If it's only happening after a PCM dump of LTFT data then it sounds to me like the preprogrammed throttle position initial tip in setting is inadequate to keep the vehicle running and as the PCM/ECM learns this, it is opening the plate more to compensate and maintain the preprogrammed RPM at idle. The question is, is it because of a dirty TB with filth built up at the tip in point, or bad data from your MAF sensor causing the PCM to incorrectly guess how much to open the throttle to keep the truck running. Eventually, the PCM can ignore MAF data and default to a less precise MAP process as @OBeerWANKenobi mentioned to keep the truck running.

I'd start there for the cheap fix that couldn't hurt to do anyway.

It could be the throttle position sensor, but I would think it should throw a code for erroneous data being reported in the DBW system. And yes, you can throw out the IAC info because drive by wire systems just control the throttle plate electronically to maintain idle.
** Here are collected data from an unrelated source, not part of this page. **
//! Ledger transactions and their effect on invested capital

use std::fmt;
use std::str::FromStr;

use chrono::NaiveDate;
use serde::{Deserialize, Serialize};

use crate::error::Error;
use crate::xirr::CashFlow;

#[derive(Debug, Clone, Copy, PartialEq, Eq, Serialize, Deserialize)]
pub enum TransactionKind {
    /// Scheduled SIP debit (money invested)
    Sip,
    /// Money returned to the investor
    Refund,
    /// Signed manual correction to invested capital
    Adjustment,
}

#[derive(Debug, Clone, Copy, PartialEq, Eq, Default, Serialize, Deserialize)]
pub enum TransactionStatus {
    #[default]
    Success,
    Failed,
    Pending,
}

impl FromStr for TransactionKind {
    type Err = Error;

    fn from_str(s: &str) -> Result<Self, Self::Err> {
        match s.trim().to_ascii_uppercase().as_str() {
            "SIP" => Ok(Self::Sip),
            "REFUND" => Ok(Self::Refund),
            "ADJUSTMENT" => Ok(Self::Adjustment),
            _ => Err(Error::UnknownTransactionType(s.to_string())),
        }
    }
}

impl FromStr for TransactionStatus {
    type Err = Error;

    fn from_str(s: &str) -> Result<Self, Self::Err> {
        match s.trim().to_ascii_uppercase().as_str() {
            "SUCCESS" => Ok(Self::Success),
            "FAILED" => Ok(Self::Failed),
            "PENDING" => Ok(Self::Pending),
            _ => Err(Error::UnknownTransactionStatus(s.to_string())),
        }
    }
}

impl fmt::Display for TransactionKind {
    fn fmt(&self, f: &mut fmt::Formatter<'_>) -> fmt::Result {
        let label = match self {
            Self::Sip => "SIP",
            Self::Refund => "REFUND",
            Self::Adjustment => "ADJUSTMENT",
        };
        f.write_str(label)
    }
}

#[derive(Debug, Clone, Copy, PartialEq, Serialize, Deserialize)]
pub struct Transaction {
    pub date: NaiveDate,
    pub kind: TransactionKind,
    pub amount: f64,
    pub status: TransactionStatus,
}

impl Transaction {
    pub fn new(date: NaiveDate, kind: TransactionKind, amount: f64, status: TransactionStatus) -> Self {
        Self {
            date,
            kind,
            amount,
            status,
        }
    }

    /// A settled SIP debit
    pub fn sip(date: NaiveDate, amount: f64) -> Self {
        Self::new(date, TransactionKind::Sip, amount, TransactionStatus::Success)
    }

    /// Only settled transactions move money
    pub fn is_settled(&self) -> bool {
        self.status == TransactionStatus::Success
    }

    /// Signed change to invested capital
    pub fn invested_delta(&self) -> f64 {
        match self.kind {
            TransactionKind::Sip => self.amount.abs(),
            TransactionKind::Refund => -self.amount.abs(),
            TransactionKind::Adjustment => self.amount,
        }
    }

    /// Investor's view: investments are outflows, refunds inflows
    pub fn to_cash_flow(&self) -> CashFlow {
        CashFlow::new(self.date, -self.invested_delta())
    }
}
In essence, the throttle plate is the IAC, because it can be computer controlled. Be careful when you clean the throttle body not to manually jack with the throttle plates, because some vehicle's throttle position sensors don't like it when the plates are moved manually.


You can likely use the MAF sensor cleaner on the TB, or if it's really grimy seafoam makes a good product called deep creep that's basically a foaming version of seafoam that can bust up carbon and dirt and it won't hurt if any of it gets sucked into the intake.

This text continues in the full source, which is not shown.